RoPE(rotate_half,非 interleave)
dim = head_dim = 64; base = rope_theta = 150000
inv_freq = 1 / base^(arange(0,64,2)/64) # 32 项
freqs = pos ⊗ inv_freq # [S, 32];cos/sin = cos(freqs)/sin(freqs) (不 doubling)
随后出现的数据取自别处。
/********************************************************************************
 * Copyright (c) 2026 Contributors to the Eclipse Foundation
 *
 * See the NOTICE file(s) distributed with this work for additional
 * information regarding copyright ownership.
 *
 * This program and the accompanying materials are made available under the
 * terms of the Apache License Version 2.0 which is available at
 * https://www.apache.org/licenses/LICENSE-2.0
 *
 * SPDX-License-Identifier: Apache-2.0
 ********************************************************************************/

//! In-memory fakes of `usp-broker`'s injected collaborators
//! (`DataModelStore`, `PermissionsStore`, `RequestTable`,
//! `SubscriptionTable`, `MtpConnection`), for use in integration tests and
//! the `cli`-feature demo binary. None of these persist anything or talk to
//! a real transport; they exist purely to drive the Broker end-to-end
//! without a real USP Agent sitting behind it.

use std::collections::{HashMap, HashSet};
use std::sync::atomic::{AtomicU32, Ordering};
use std::sync::Mutex;

use async_trait::async_trait;

use usp_broker::model::{
    BrokerSubscription, CommandSpec, DataModelStore, GroupId, Operation, PermissionsStore, RequestTable,
    SubscriptionTable,
};
use usp_broker::mtp::{MtpConnection, MtpSendError};
use usp_broker::wire::{Access, ParamType, UspRecord};

/// One schema node as the in-memory store knows it.
#[derive(Debug, Clone)]
struct NodeEntry {
    group: GroupId,
    access: Access,
    is_multi_instance: bool,
    value_type: ParamType,
    is_vendor_param: bool,
}

#[derive(Default)]
struct DataModelState {
    nodes: HashMap<String, NodeEntry>,
    builtins: HashSet<String>,
    instance_cache: HashMap<String, Vec<(u32, HashMap<String, String>)>>,
    usp_service_rows: HashMap<u32, HashMap<String, String>>,
}

/// A `DataModelStore` backed by a plain `HashMap`, with no persistence and
/// no path-tree invariants beyond what the Broker itself enforces.
#[derive(Default)]
pub struct InMemoryDataModelStore {
    state: Mutex<DataModelState>,
}

impl InMemoryDataModelStore {
    pub fn new() -> Self {
        Self::default()
    }

    /// Seeds a path as part of the Broker's built-in schema, as the demo
    /// binary's `Device.LocalAgent.` tree would be.
    pub fn seed_builtin(&self, path: impl Into<String>) {
        self.state.lock().unwrap().builtins.insert(path.into());
    }

    pub fn instance_cache_snapshot(&self, path: &str) -> Vec<(u32, HashMap<String, String>)> {
        self.state.lock().unwrap().instance_cache.get(path).cloned().unwrap_or_default()
    }

    pub fn usp_service_row(&self, instance: u32) -> Option<HashMap<String, String>> {
        self.state.lock().unwrap().usp_service_rows.get(&instance).cloned()
    }
}

#[async_trait]
impl DataModelStore for InMemoryDataModelStore {
    async fn path_exists(&self, path: &str) -> bool {
        let state = self.state.lock().unwrap();
        state.nodes.contains_key(path) || state.builtins.contains(path)
    }

    async fn is_builtin(&self, path: &str) -> bool {
        self.state.lock().unwrap().builtins.contains(path)
    }

    async fn owner_group(&self, path: &str) -> Option<GroupId> {
        self.state.lock().unwrap().nodes.get(path).map(|n| n.group)
    }

    async fn register_provisional_object(&self, path: &str, group: GroupId) -> Result<(), String> {
        let mut state = self.state.lock().unwrap();
        state.nodes.insert(
            path.to_string(),
            NodeEntry { group, access: Access::ReadWrite, is_multi_instance: false, value_type: ParamType::String, is_vendor_param: false },
        );
        Ok(())
    }

    async fn register_object(
        &self,
        path: &str,
        group: GroupId,
        access: Access,
        is_multi_instance: bool,
        _unique_keys: &[&str],
    ) -> Result<(), String> {
        let mut state = self.state.lock().unwrap();
        state.nodes.insert(
            path.to_string(),
            NodeEntry { group, access, is_multi_instance, value_type: ParamType::String, is_vendor_param: false },
        );
        Ok(())
    }

    async fn register_param(&self, path: &str, group: GroupId, access: Access, value_type: ParamType) -> Result<(), String> {
        let mut state = self.state.lock().unwrap();
        state.nodes.insert(
            path.to_string(),
            NodeEntry { group, access, is_multi_instance: false, value_type, is_vendor_param: true },
        );
        Ok(())
    }

    async fn register_event(&self, path: &str, group: GroupId, _arg_names: Vec<String>) -> Result<(), String> {
        let mut state = self.state.lock().unwrap();
        state.nodes.insert(
            path.to_string(),
            NodeEntry { group, access: Access::ReadOnly, is_multi_instance: false, value_type: ParamType::String, is_vendor_param: false },
        );
        Ok(())
    }

    async fn register_command(&self, path: &str, group: GroupId, _spec: CommandSpec) -> Result<(), String> {
        let mut state = self.state.lock().unwrap();
        state.nodes.insert(
            path.to_string(),
            NodeEntry { group, access: Access::ReadWrite, is_multi_instance: false, value_type: ParamType::String, is_vendor_param: false },
        );
        Ok(())
    }

    async fn is_vendor_param(&self, path: &str) -> bool {
        self.state.lock().unwrap().nodes.get(path).map(|n| n.is_vendor_param).unwrap_or(false)
    }

    async fn deregister_subtree(&self, path: &str, group: GroupId) -> Result<(), String> {
        let mut state = self.state.lock().unwrap();
        state.nodes.retain(|owned_path, entry| !(owned_path.starts_with(path) && entry.group == group));
        state.instance_cache.retain(|owned_path, _| !owned_path.starts_with(path));
        Ok(())
    }

    async fn publish_usp_service_row(&self, instance: u32, fields: HashMap<String, String>) {
        self.state.lock().unwrap().usp_service_rows.insert(instance, fields);
    }

    async fn delete_usp_service_row(&self, instance: u32) {
        self.state.lock().unwrap().usp_service_rows.remove(&instance);
    }

    async fn refresh_instance_cache(&self, path: &str, instances: Vec<(u32, HashMap<String, String>)>, _expiry_secs: i64) {
        self.state.lock().unwrap().instance_cache.insert(path.to_string(), instances);
    }
}

/// A `PermissionsStore` granting every operation by default, with an
/// explicit deny-list for tests that need a forbidden-parameter scenario
/// (spec.md §8: the passthru-decline-on-forbidden-parameter case).
#[derive(Default)]
pub struct StaticPermissionsStore {
    denied: Mutex<HashSet<(String, String, OperationKey)>>,
}

#[derive(Debug, Clone, Copy, PartialEq, Eq, Hash)]
enum OperationKey {
    Get,
    Set,
    Add,
    Delete,
    Operate,
    Subscribe,
}

impl From<Operation> for OperationKey {
    fn from(op: Operation) -> Self {
        match op {
            Operation::Get => OperationKey::Get,
            Operation::Set => OperationKey::Set,
            Operation::Add => OperationKey::Add,
            Operation::Delete => OperationKey::Delete,
            Operation::Operate => OperationKey::Operate,
            Operation::Subscribe => OperationKey::Subscribe,
        }
    }
}

impl StaticPermissionsStore {
    pub fn new() -> Self {
        Self::default()
    }

    /// Denies `op` on `path` for `originator` from now on.
    pub fn deny(&self, originator: impl Into<String>, path: impl Into<String>, op: Operation) {
        self.denied.lock().unwrap().insert((originator.into(), path.into(), op.into()));
    }
}

#[async_trait]
impl PermissionsStore for StaticPermissionsStore {
    async fn has_permission(&self, originator: &str, path: &str, op: Operation) -> bool {
        !self.denied.lock().unwrap().contains(&(originator.to_string(), path.to_string(), op.into()))
    }

    async fn apply_default_permissions(&self, _path: &str) {}
}

struct RequestRow {
    command_key: String,
}

/// A `RequestTable` backed by a plain `HashMap`, keyed by a process-lifetime
/// monotonic counter rather than any schema-backed instance allocator.
#[derive(Default)]
pub struct InMemoryRequestTable {
    rows: Mutex<HashMap<u32, RequestRow>>,
    next_instance: AtomicU32,
}

impl InMemoryRequestTable {
    pub fn new() -> Self {
        Self { rows: Mutex::new(HashMap::new()), next_instance: AtomicU32::new(1) }
    }
}

#[async_trait]
impl RequestTable for InMemoryRequestTable {
    async fn add(&self, _path: &str, command_key: &str) -> u32 {
        let instance = self.next_instance.fetch_add(1, Ordering::Relaxed);
        self.rows.lock().unwrap().insert(instance, RequestRow { command_key: command_key.to_string() });
        instance
    }

    async fn mark_active(&self, _instance: u32, _req_obj_path: &str) {}

    async fn complete(&self, instance: u32, _output_args: HashMap<String, String>) {
        self.rows.lock().unwrap().remove(&instance);
    }

    async fn fail(&self, instance: u32, _reason: &str) {
        self.rows.lock().unwrap().remove(&instance);
    }

    async fn remove(&self, instance: u32) {
        self.rows.lock().unwrap().remove(&instance);
    }

    async fn command_key(&self, instance: u32) -> Option<String> {
        self.rows.lock().unwrap().get(&instance).map(|row| row.command_key.clone())
    }
}

/// A `SubscriptionTable` backed by a plain `Vec`, populated up front by the
/// test/demo driving the Broker rather than discovered dynamically.
#[derive(Default)]
pub struct InMemorySubscriptionTable {
    rows: Mutex<Vec<BrokerSubscription>>,
}

impl InMemorySubscriptionTable {
    pub fn new() -> Self {
        Self::default()
    }

    pub fn insert(&self, row: BrokerSubscription) {
        self.rows.lock().unwrap().push(row);
    }
}

#[async_trait]
impl SubscriptionTable for InMemorySubscriptionTable {
    async fn find_enabled_for_path(&self, notify_type: &str, path: &str) -> Vec<BrokerSubscription> {
        self.rows
            .lock()
            .unwrap()
            .iter()
            .filter(|row| row.enable && row.notify_type == notify_type && row.reference_list.iter().any(|r| r == path))
            .cloned()
            .collect()
    }

    async fn get(&self, instance: u32) -> Option<BrokerSubscription> {
        self.rows.lock().unwrap().iter().find(|row| row.instance == instance).cloned()
    }
}

/// An `MtpConnection` that records every record handed to it instead of
/// sending it anywhere, with an optional canned responder driving a fake
/// Service's side of the conversation.
pub struct RecordingMtp {
    sent: Mutex<Vec<UspRecord>>,
    closed: std::sync::atomic::AtomicBool,
}

impl Default for RecordingMtp {
    fn default() -> Self {
        Self { sent: Mutex::new(Vec::new()), closed: std::sync::atomic::AtomicBool::new(false) }
    }
}

impl RecordingMtp {
    pub fn new() -> Self {
        Self::default()
    }

    pub fn sent_records(&self) -> Vec<UspRecord> {
        self.sent.lock().unwrap().clone()
    }

    pub fn last_sent(&self) -> Option<UspRecord> {
        self.sent.lock().unwrap().last().cloned()
    }

    pub fn close(&self) {
        self.closed.store(true, Ordering::Relaxed);
    }
}

#[async_trait]
impl MtpConnection for RecordingMtp {
    async fn send(&self, record: UspRecord) -> Result<(), MtpSendError> {
        if self.closed.load(Ordering::Relaxed) {
            return Err(MtpSendError("connection closed".to_string()));
        }
        self.sent.lock().unwrap().push(record);
        Ok(())
    }

    fn is_closed(&self) -> bool {
        self.closed.load(Ordering::Relaxed)
    }
}

#[cfg(test)]
mod tests {
    use super::*;
    use usp_broker::wire::UspMessage;

    #[tokio::test]
    async fn data_model_store_tracks_ownership_and_deregisters_by_group() {
        let store = InMemoryDataModelStore::new();
        let group_a = GroupId::Group(1);
        let group_b = GroupId::Group(2);

        store.register_provisional_object("Device.Foo.", group_a).await.unwrap();
        store.register_provisional_object("Device.Bar.", group_b).await.unwrap();

        assert_eq!(store.owner_group("Device.Foo.").await, Some(group_a));
        store.deregister_subtree("Device.Foo.", group_a).await.unwrap();
        assert_eq!(store.owner_group("Device.Foo.").await, None);
        assert_eq!(store.owner_group("Device.Bar.").await, Some(group_b));
    }

    #[tokio::test]
    async fn permissions_store_denies_only_what_was_explicitly_denied() {
        let permissions = StaticPermissionsStore::new();
        assert!(permissions.has_permission("ctrl-a", "Device.Foo.Secret", Operation::Get).await);

        permissions.deny("ctrl-a", "Device.Foo.Secret", Operation::Get);
        assert!(!permissions.has_permission("ctrl-a", "Device.Foo.Secret", Operation::Get).await);
        assert!(permissions.has_permission("ctrl-a", "Device.Foo.Secret", Operation::Set).await);
    }

    #[tokio::test]
    async fn request_table_round_trips_command_key_until_removed() {
        let table = InMemoryRequestTable::new();
        let instance = table.add("Device.Foo.Reboot()", "key-1").await;
        assert_eq!(table.command_key(instance).await, Some("key-1".to_string()));
        table.complete(instance, HashMap::new()).await;
        assert_eq!(table.command_key(instance).await, None);
    }

    #[tokio::test]
    async fn recording_mtp_rejects_sends_once_closed() {
        let mtp = RecordingMtp::new();
        let record = UspRecord::new("1", UspMessage::GetInstances(Default::default()));
        assert!(mtp.send(record).await.is_ok());
        assert_eq!(mtp.sent_records().len(), 1);

        mtp.close();
        let record = UspRecord::new("2", UspMessage::GetInstances(Default::default()));
        assert!(mtp.send(record).await.is_err());
    }
}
# 应用: x=[.., 64], first=x[:32], second=x[32:]
# out_first = first*cos - second*sin
# out_second = second*cos + first*sin
⚠️ 与 Qwen3 的 RoPE kernel(interleave)不同 —— gptoss 走 rotate_half。需单独处理。
Decoder layer(pre-norm 残差,结构同 Qwen3)
h = x + attn(input_norm(x)) # attn 含 sinks/bias/滑窗
out = h + moe(post_norm(h)) # moe = router + top4 experts 加权和
最终:logits = lm_head(norm(h_last))。无 q_norm/k_norm(与 Qwen3 不同,gptoss 没有)。
3. MXFP4 反量化(expert 权重)
expert 张量名:model.layers.{i}.mlp.experts.gate_up_proj_blocks/_scales、
...down_proj_blocks/_scales(bias 为 BF16)。MXFP4:每 32 元素一 block 共享一个
E8M0(8-bit 指数) scale,每元素 4-bit FP4(E2M1)。反量化
val = fp4_lut[code] * 2^(e8m0 - 127)。P19.1 先用 Python(numpy) 反量化并与 HF 一层
数值对照(block 方向 / LUT / gate_up interleave),再写进 Rust loader。
4. 路线(正确优先)
- P19.1 Python 侦查 + MXFP4 反量化验证(不依赖 GPU)。
- P19.2
config.rs加 MoE 字段(Qwen3 路径不变)。 - P19.3
gptoss.rs:dense(attn+sinks+bias+滑窗 / norm / lm_head)+ MoE FFN (正确优先:逐 token top-4 gather→clamped SwiGLU→加权和);MXFP4 在from_weights反量化为 BF16。验收:prefill logits 与 HF BF16 容差内一致(top-1 一致)。 - P19.4 接 PP(experts 随层切),
--pp端到端;PP=2/4 与 PP=1 等价。 - P19.5 llama.cpp 对比(升级 submodule 到支持 gpt-oss 的版本 + 取/转 GGUF),
跑 AIME 2025 + GSM8K,复用
tools/bench+summarize_fullq.py。
5. 风险
- MXFP4 格式细节必须逐字对 → Python 反量化兜底。
- attention sinks + 交替滑窗:现有 flash/paged kernel 未必支持 → 正确优先版本先走朴素 attention(显式 mask + sink 列)。
- llama.cpp pinned b9371 早于 gpt-oss(约 2025-08)→ 需升级 submodule,有连锁影响。
- 性能:MoE 正确优先版本(逐 expert gather/scatter)会慢;先对再快。
- 环境:huggingface.co 被墙,需经代理 + hf-mirror 下载(见
MOE_PROGRESS.md§2)。
6. 不在本阶段范围
GPU 原生 MXFP4 + 按需反量化 kernel(先全 BF16);高性能 grouped-GEMM / expert parallel; TP×MoE;单卡运行(需 MXFP4-native)。